(Exercise requirements) Please transcribe exactly, and only, the lines of the data below between the line holding "types for pkgmove-edit." and the line holding "built by parsing.", inclusive.

(Given entries)
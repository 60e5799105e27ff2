//! Eager map-backed environment.

use rustc_hash::FxHashMap;

use crate::env::{Env, SymbolKey};
use crate::error::EnvError;

/// An environment over values that have already been computed, typically
/// the output of a previous pass. Lookups never fail.
#[derive(Debug, Clone)]
pub struct SimpleEnv<S: SymbolKey, V> {
    values: FxHashMap<S, V>,
}

impl<S: SymbolKey, V> Default for SimpleEnv<S, V> {
    fn default() -> Self {
        Self::new()
    }
}

impl<S: SymbolKey, V> SimpleEnv<S, V> {
    pub fn new() -> Self {
        Self {
            values: FxHashMap::default(),
        }
    }

    /// Bind `sym` to `value`, returning the previous binding if any.
    pub fn insert(&mut self, sym: S, value: V) -> Option<V> {
        self.values.insert(sym, value)
    }

    pub fn len(&self) -> usize {
        self.values.len()
    }

    pub fn is_empty(&self) -> bool {
        self.values.is_empty()
    }
}

impl<S: SymbolKey, V> From<FxHashMap<S, V>> for SimpleEnv<S, V> {
    fn from(values: FxHashMap<S, V>) -> Self {
        Self { values }
    }
}

impl<S: SymbolKey, V: Clone> Env<S, V> for SimpleEnv<S, V> {
    fn get(&self, sym: S) -> Result<Option<V>, EnvError<S>> {
        Ok(self.values.get(&sym).cloned())
    }
}

#[cfg(test)]
mod tests {
    use super::*;

    #[derive(Debug, Clone, Copy, PartialEq, Eq, Hash)]
    struct ClassId(u32);

    #[test]
    fn test_simple_env_lookup() {
        let mut env = SimpleEnv::new();
        env.insert(ClassId(0), "object");
        assert_eq!(env.get(ClassId(0)).unwrap(), Some("object"));
        assert_eq!(env.get(ClassId(1)).unwrap(), None);
    }

    #[test]
    fn test_insert_replaces() {
        let mut env = SimpleEnv::new();
        assert_eq!(env.insert(ClassId(0), 1), None);
        assert_eq!(env.insert(ClassId(0), 2), Some(1));
        assert_eq!(env.len(), 1);
    }
}
//! Layered lookup composition.

use crate::env::{Env, SymbolKey};
use crate::error::EnvError;

/// A stack of environments consulted newest-first.
///
/// Lets a pass refine an earlier pass's bindings: start from a base layer
/// (say, a [`crate::SimpleEnv`] of already-resolved symbols), append the
/// current pass's [`crate::LazyEnv`], and look symbols up through the
/// stack. The first layer with an opinion wins; absence falls through;
/// errors short-circuit.
///
/// Layers are borrowed, not owned, so one environment can participate in
/// several compositions.
pub struct CompoundEnv<'e, S: SymbolKey, V> {
    layers: Vec<&'e dyn Env<S, V>>,
}

impl<'e, S: SymbolKey, V> CompoundEnv<'e, S, V> {
    /// Create a composition with `base` as its only layer.
    pub fn of(base: &'e dyn Env<S, V>) -> Self {
        Self { layers: vec![base] }
    }

    /// Add a layer that shadows everything added before it.
    pub fn append(mut self, layer: &'e dyn Env<S, V>) -> Self {
        self.layers.push(layer);
        self
    }
}

impl<S: SymbolKey, V> Env<S, V> for CompoundEnv<'_, S, V> {
    fn get(&self, sym: S) -> Result<Option<V>, EnvError<S>> {
        for layer in self.layers.iter().rev() {
            if let Some(v) = layer.get(sym)? {
                return Ok(Some(v));
            }
        }
        Ok(None)
    }
}

#[cfg(test)]
mod tests {
    use super::*;
    use crate::simple::SimpleEnv;

    #[derive(Debug, Clone, Copy, PartialEq, Eq, Hash)]
    struct ClassId(u32);

    #[test]
    fn test_later_layer_shadows_base() {
        let mut base = SimpleEnv::new();
        base.insert(ClassId(0), "base");
        base.insert(ClassId(1), "base only");
        let mut top = SimpleEnv::new();
        top.insert(ClassId(0), "top");

        let env = CompoundEnv::of(&base).append(&top);
        assert_eq!(env.get(ClassId(0)).unwrap(), Some("top"));
        assert_eq!(env.get(ClassId(1)).unwrap(), Some("base only"));
        assert_eq!(env.get(ClassId(2)).unwrap(), None);
    }
}
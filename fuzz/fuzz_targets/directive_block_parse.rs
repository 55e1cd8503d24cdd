#![no_main]

use libfuzzer_sys::fuzz_target;
use pkgmove_domain::{DirectiveBlock, DirectiveMap, parse_directive_block};

fuzz_target!(|data: &[u8]| {
    let Ok(s) = std::str::from_utf8(data) else { return };

    let block = DirectiveBlock::new("fuzz", s);
    let _ = parse_directive_block(&block);

    // Scope queries over whatever parsed must not panic either.
    if let Ok(map) = DirectiveMap::from_blocks([&block]) {
        for entry in map.iter() {
            let scope = entry.directive.from.widened();
            let _ = map.within_scope(&scope).count();
        }
    }
});
use crate::glob_files;
use camino::{Utf8Path, Utf8PathBuf};
use tracing::debug;

/// Candidate source files: `<repo_root>/<dir>/**/*.<ext>` for every dir and extension.
///
/// Sorted and de-duplicated.
pub fn discover_source_files(
    repo_root: &Utf8Path,
    dirs: &[String],
    extensions: &[String],
) -> anyhow::Result<Vec<Utf8PathBuf>> {
    let mut out = Vec::new();
    for dir in dirs {
        let base = repo_root.join(dir);
        if !base.is_dir() {
            debug!(dir = %base, "source dir missing; skipping");
            continue;
        }
        for ext in extensions {
            let ext = ext.trim_start_matches('.');
            out.extend(glob_files(&base, &format!("**/*.{ext}"))?);
        }
    }
    out.sort();
    out.dedup();
    debug!(files = out.len(), "discovered source files");
    Ok(out)
}
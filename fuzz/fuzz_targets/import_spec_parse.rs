#![no_main]

//! Fuzz target for import spec parsing.
//!
//! Parsing must never panic, and anything that parses must render back to text that parses to
//! the same spec.

use libfuzzer_sys::fuzz_target;
use pkgmove_types::{Directive, ImportSpec};

fuzz_target!(|data: &[u8]| {
    let Ok(s) = std::str::from_utf8(data) else {
        return;
    };

    if let Ok(spec) = ImportSpec::parse(s) {
        let rendered = spec.to_string();
        let reparsed = ImportSpec::parse(&rendered).expect("rendered spec parses");
        assert_eq!(reparsed, spec);
        let _ = spec.widened();
    }

    if let Ok(directive) = Directive::parse(s) {
        let _ = directive.wildcard_contribution();
        let _ = directive.to_string();
    }
});
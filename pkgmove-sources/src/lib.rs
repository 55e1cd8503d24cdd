//! Filesystem discovery for pkgmove.
//!
//! Two inputs feed a migration: directive resources shipped by dependencies, and the source
//! files to rewrite. Both are found with glob patterns and returned in a deterministic order,
//! so two runs over the same tree merge directives and visit files identically.

mod directives;
mod files;

pub use directives::{DIRECTIVE_RESOURCE_PATTERN, load_directive_sources};
pub use files::discover_source_files;

use anyhow::Context;
use camino::{Utf8Path, Utf8PathBuf};
use glob::{Pattern, glob};

/// Expand `pattern` under `root`, keeping regular files only. Paths are sorted.
pub(crate) fn glob_files(root: &Utf8Path, pattern: &str) -> anyhow::Result<Vec<Utf8PathBuf>> {
    let full = format!("{}/{}", Pattern::escape(root.as_str()), pattern);
    let mut out = Vec::new();
    for entry in glob(&full).with_context(|| format!("glob {full}"))? {
        let path = entry.map_err(|e| anyhow::anyhow!("glob error: {e}"))?;
        let path = Utf8PathBuf::from_path_buf(path)
            .map_err(|p| anyhow::anyhow!("non-UTF-8 path: {}", p.display()))?;
        if path.is_file() {
            out.push(path);
        }
    }
    out.sort();
    Ok(out)
}
//! Domain logic: merge migration directives and repair import blocks against them.
//!
//! Everything here is a pure function of its inputs. This crate owns *what* an import becomes;
//! reading and writing files belongs to `pkgmove-edit`.

mod directives;
mod repair;
mod rewrite;

pub use directives::{
    ADDITIONAL_ORIGIN, DirectiveBlock, DirectiveBlockError, DirectiveMap, MappedDirective,
    parse_directive_block,
};
pub use repair::{repair, repair_sequence};
pub use rewrite::{
    Rewrite, RewriteError, RewrittenImports, RewrittenSource, rewrite_lines, rewrite_source,
};
//! Default filesystem-backed port implementations.

use crate::ports::{DirectiveSource, SourceTree, WritePort};
use anyhow::Context;
use camino::{Utf8Path, Utf8PathBuf};
use pkgmove_domain::DirectiveBlock;

/// Loads directive resources via `pkgmove_sources::load_directive_sources`.
#[derive(Debug, Clone)]
pub struct FsDirectiveSource {
    pub roots: Vec<Utf8PathBuf>,
}

impl FsDirectiveSource {
    pub fn new(roots: Vec<Utf8PathBuf>) -> Self {
        Self { roots }
    }
}

impl DirectiveSource for FsDirectiveSource {
    fn load_directives(&self) -> anyhow::Result<Vec<DirectiveBlock>> {
        pkgmove_sources::load_directive_sources(&self.roots).context("load directive resources")
    }
}

/// In-memory directive source for embedding and testing. Blocks keep the given order.
#[derive(Debug, Clone, Default)]
pub struct InMemoryDirectiveSource {
    blocks: Vec<DirectiveBlock>,
}

impl InMemoryDirectiveSource {
    pub fn new(blocks: Vec<DirectiveBlock>) -> Self {
        Self { blocks }
    }
}

impl DirectiveSource for InMemoryDirectiveSource {
    fn load_directives(&self) -> anyhow::Result<Vec<DirectiveBlock>> {
        Ok(self.blocks.clone())
    }
}

/// Source files under `<repo_root>/<dir>/**/*.<ext>`.
#[derive(Debug, Clone)]
pub struct FsSourceTree {
    pub repo_root: Utf8PathBuf,
    pub dirs: Vec<String>,
    pub extensions: Vec<String>,
}

impl SourceTree for FsSourceTree {
    fn source_files(&self) -> anyhow::Result<Vec<Utf8PathBuf>> {
        pkgmove_sources::discover_source_files(&self.repo_root, &self.dirs, &self.extensions)
            .with_context(|| format!("discover sources under {}", self.repo_root))
    }
}

/// Filesystem write operations.
#[derive(Debug, Clone, Default)]
pub struct FsWritePort;

impl WritePort for FsWritePort {
    fn write_file(&self, path: &Utf8Path, contents: &[u8]) -> anyhow::Result<()> {
        if let Some(parent) = path.parent()
            && !parent.as_str().is_empty()
        {
            fs_err::create_dir_all(parent)
                .with_context(|| format!("create parent dir for {}", path))?;
        }
        fs_err::write(path, contents).with_context(|| format!("write {}", path))
    }
}
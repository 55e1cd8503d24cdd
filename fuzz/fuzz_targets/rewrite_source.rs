#![no_main]

//! Fuzz target for the import-block rewriter.
//!
//! Rewriting must never panic, and rewritten text must still parse.

use arbitrary::Arbitrary;
use libfuzzer_sys::fuzz_target;
use pkgmove_domain::{DirectiveBlock, DirectiveMap, rewrite_source};

#[derive(Debug, Arbitrary)]
struct Input {
    directives: String,
    source: String,
}

fuzz_target!(|input: Input| {
    let Ok(map) = DirectiveMap::from_blocks([&DirectiveBlock::additional(input.directives)]) else {
        return;
    };

    if let Ok(Some(first)) = rewrite_source(&input.source, &map) {
        // Chained directives may rewrite again; only parsing is required here.
        assert!(rewrite_source(&first.text, &map).is_ok(), "rewritten text fails to parse");
    }
});
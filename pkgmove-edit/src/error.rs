//! Error types for pkgmove-edit.
//!
//! Malformed input (exit code 2) is kept apart from runtime failures (exit code 1) so the CLI
//! can tell a bad directive or import line from an I/O problem.

use camino::Utf8PathBuf;
use pkgmove_domain::{DirectiveBlockError, RewriteError};
use thiserror::Error;

/// The top-level error type for pkgmove-edit operations.
#[derive(Debug, Error)]
pub enum EditError {
    /// A directive or import line failed to parse (exit code 2).
    #[error("parse error: {0}")]
    Parse(#[from] MalformedInput),

    /// A runtime/tool error occurred (exit code 1).
    /// This includes I/O errors and invalid arguments.
    #[error("runtime error: {0}")]
    Runtime(#[from] anyhow::Error),
}

/// Input that does not match the directive or import grammar.
#[derive(Debug, Error)]
pub enum MalformedInput {
    #[error(transparent)]
    Directive(#[from] DirectiveBlockError),

    #[error("{path}:{}: invalid import `{}`", .source.line_number, .source.line)]
    Import {
        path: Utf8PathBuf,
        #[source]
        source: RewriteError,
    },
}

impl From<DirectiveBlockError> for EditError {
    fn from(err: DirectiveBlockError) -> Self {
        EditError::Parse(err.into())
    }
}

impl EditError {
    /// Returns true if the run failed on malformed input.
    pub fn is_parse(&self) -> bool {
        matches!(self, EditError::Parse(_))
    }

    /// Returns the recommended exit code for this error.
    pub fn exit_code(&self) -> u8 {
        match self {
            EditError::Parse(_) => 2,
            EditError::Runtime(_) => 1,
        }
    }
}

/// Result type alias using EditError.
pub type EditResult<T> = Result<T, EditError>;
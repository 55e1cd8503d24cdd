//! Shared value types for the pkgmove workspace.
//!
//! # Design constraints
//! - Import specs and directives are immutable values built by parsing.
//! - Report types are serialized to disk; prefer adding optional fields over changing semantics.

mod directive;
mod error;
mod import_spec;
pub mod report;

pub use directive::{Directive, DirectiveKind};
pub use error::ParseError;
pub use import_spec::ImportSpec;

/// Schema identifiers.
pub mod schema {
    pub const PKGMOVE_REPORT_V1: &str = "pkgmove.report.v1";
}
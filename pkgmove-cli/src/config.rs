//! Configuration file loading for pkgmove.
//!
//! Discovers and loads `pkgmove.toml` from the repository root.
//! Merges config file settings with CLI arguments (CLI takes precedence).

use anyhow::Context;
use camino::{Utf8Path, Utf8PathBuf};
use fs_err as fs;
use serde::Deserialize;
use tracing::debug;

/// The config file name to search for.
pub const CONFIG_FILE_NAME: &str = "pkgmove.toml";

/// Top-level configuration from pkgmove.toml.
#[derive(Debug, Clone, Default, Deserialize)]
#[serde(default)]
pub struct PkgmoveConfig {
    /// Directive text merged after every discovered resource.
    pub additional: String,

    /// Where to look for source files.
    pub sources: SourcesConfig,

    /// Where to look for directive resources.
    pub directives: DirectivesConfig,

    /// Backup settings.
    pub backups: BackupsConfig,
}

/// Sources section of the config.
#[derive(Debug, Clone, Deserialize)]
#[serde(default)]
pub struct SourcesConfig {
    /// Directories under the repo root.
    pub dirs: Vec<String>,

    /// File extensions, without the dot.
    pub extensions: Vec<String>,
}

impl Default for SourcesConfig {
    fn default() -> Self {
        Self {
            dirs: vec!["src".to_string()],
            extensions: vec!["kt".to_string()],
        }
    }
}

/// Directives section of the config.
#[derive(Debug, Clone, Default, Deserialize)]
#[serde(default)]
pub struct DirectivesConfig {
    /// Dependency roots searched for `META-INF/**/*.packagemove`.
    pub roots: Vec<Utf8PathBuf>,
}

/// Backups section of the config.
#[derive(Debug, Clone, Deserialize)]
#[serde(default)]
pub struct BackupsConfig {
    /// Whether to create backups before rewriting files.
    pub enabled: bool,

    /// Suffix for backup files.
    pub suffix: String,
}

impl Default for BackupsConfig {
    fn default() -> Self {
        Self {
            enabled: false,
            suffix: ".pkgmove.bak".to_string(),
        }
    }
}

/// Discover the pkgmove.toml config file.
///
/// Returns `None` if no config file is found in the repository root.
pub fn discover_config(repo_root: &Utf8Path) -> Option<Utf8PathBuf> {
    let config_path = repo_root.join(CONFIG_FILE_NAME);
    if config_path.exists() {
        debug!("found config file at {}", config_path);
        Some(config_path)
    } else {
        debug!("no config file found at {}", config_path);
        None
    }
}

/// Load and parse a pkgmove.toml config file.
pub fn load_config(path: &Utf8Path) -> anyhow::Result<PkgmoveConfig> {
    let contents =
        fs::read_to_string(path).with_context(|| format!("read config file {}", path))?;
    parse_config(&contents).with_context(|| format!("parse config file {}", path))
}

/// Parse a config file from a string.
pub fn parse_config(contents: &str) -> anyhow::Result<PkgmoveConfig> {
    let config: PkgmoveConfig = toml::from_str(contents).context("invalid TOML")?;
    Ok(config)
}

/// Load config from repo root, or return default if not found.
pub fn load_or_default(repo_root: &Utf8Path) -> anyhow::Result<PkgmoveConfig> {
    match discover_config(repo_root) {
        Some(path) => load_config(&path),
        None => Ok(PkgmoveConfig::default()),
    }
}

/// CLI values that override or extend the config file.
#[derive(Debug, Clone, Default)]
pub struct CliOverrides {
    /// Extra directive blocks, appended in order after the config's `additional`.
    pub additional: Vec<String>,
    pub source_dirs: Vec<String>,
    pub extensions: Vec<String>,
    pub directive_roots: Vec<Utf8PathBuf>,
    pub backup: bool,
}

/// Merged configuration combining config file and CLI arguments.
#[derive(Debug, Clone, Default)]
pub struct MergedConfig {
    pub additional: String,
    pub source_dirs: Vec<String>,
    pub extensions: Vec<String>,
    pub directive_roots: Vec<Utf8PathBuf>,
    pub backups: BackupsConfig,
}

/// Builder for merging config file with CLI arguments.
pub struct ConfigMerger {
    config: PkgmoveConfig,
}

impl ConfigMerger {
    /// Create a new merger from a loaded config.
    pub fn new(config: PkgmoveConfig) -> Self {
        Self { config }
    }

    /// CLI lists extend the config file lists; `--backup` forces backups on. CLI directive
    /// text lands after the config's, so it wins on collisions.
    pub fn merge(self, cli: &CliOverrides) -> MergedConfig {
        let mut additional = self.config.additional;
        for block in &cli.additional {
            if !additional.is_empty() && !additional.ends_with('\n') {
                additional.push('\n');
            }
            additional.push_str(block);
        }

        let mut backups = self.config.backups;
        backups.enabled |= cli.backup;

        MergedConfig {
            additional,
            source_dirs: extend_unique(self.config.sources.dirs, &cli.source_dirs),
            extensions: extend_unique(self.config.sources.extensions, &cli.extensions),
            directive_roots: extend_unique(self.config.directives.roots, &cli.directive_roots),
            backups,
        }
    }
}

fn extend_unique<T: Clone + PartialEq>(mut base: Vec<T>, extra: &[T]) -> Vec<T> {
    for item in extra {
        if !base.contains(item) {
            base.push(item.clone());
        }
    }
    base
}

(Result for this exercise)
//! Error types for pkgmove-edit.
//!
//! Malformed input (exit code 2) is kept apart from runtime failures (exit code 1) so the CLI
//! can tell a bad directive or import line from an I/O problem.

use camino::Utf8PathBuf;
use pkgmove_domain::{DirectiveBlockError, RewriteError};
use thiserror::Error;

/// The top-level error type for pkgmove-edit operations.
#[derive(Debug, Error)]
pub enum EditError {
    /// A directive or import line failed to parse (exit code 2).
    #[error("parse error: {0}")]
    Parse(#[from] MalformedInput),

    /// A runtime/tool error occurred (exit code 1).
    /// This includes I/O errors and invalid arguments.
    #[error("runtime error: {0}")]
    Runtime(#[from] anyhow::Error),
}

/// Input that does not match the directive or import grammar.
#[derive(Debug, Error)]
pub enum MalformedInput {
    #[error(transparent)]
    Directive(#[from] DirectiveBlockError),

    #[error("{path}:{}: invalid import `{}`", .source.line_number, .source.line)]
    Import {
        path: Utf8PathBuf,
        #[source]
        source: RewriteError,
    },
}

impl From<DirectiveBlockError> for EditError {
    fn from(err: DirectiveBlockError) -> Self {
        EditError::Parse(err.into())
    }
}

impl EditError {
    /// Returns true if the run failed on malformed input.
    pub fn is_parse(&self) -> bool {
        matches!(self, EditError::Parse(_))
    }

    /// Returns the recommended exit code for this error.
    pub fn exit_code(&self) -> u8 {
        match self {
            EditError::Parse(_) => 2,
            EditError::Runtime(_) => 1,
        }
    }
}

/// Result type alias using EditError.
pub type EditResult<T> = Result<T, EditError>;
repository 55e1cd8503d24cdd
//! Shared value types for the pkgmove workspace.
//!
//! # Design constraints
//! - Import specs and directives are immutable values built by parsing.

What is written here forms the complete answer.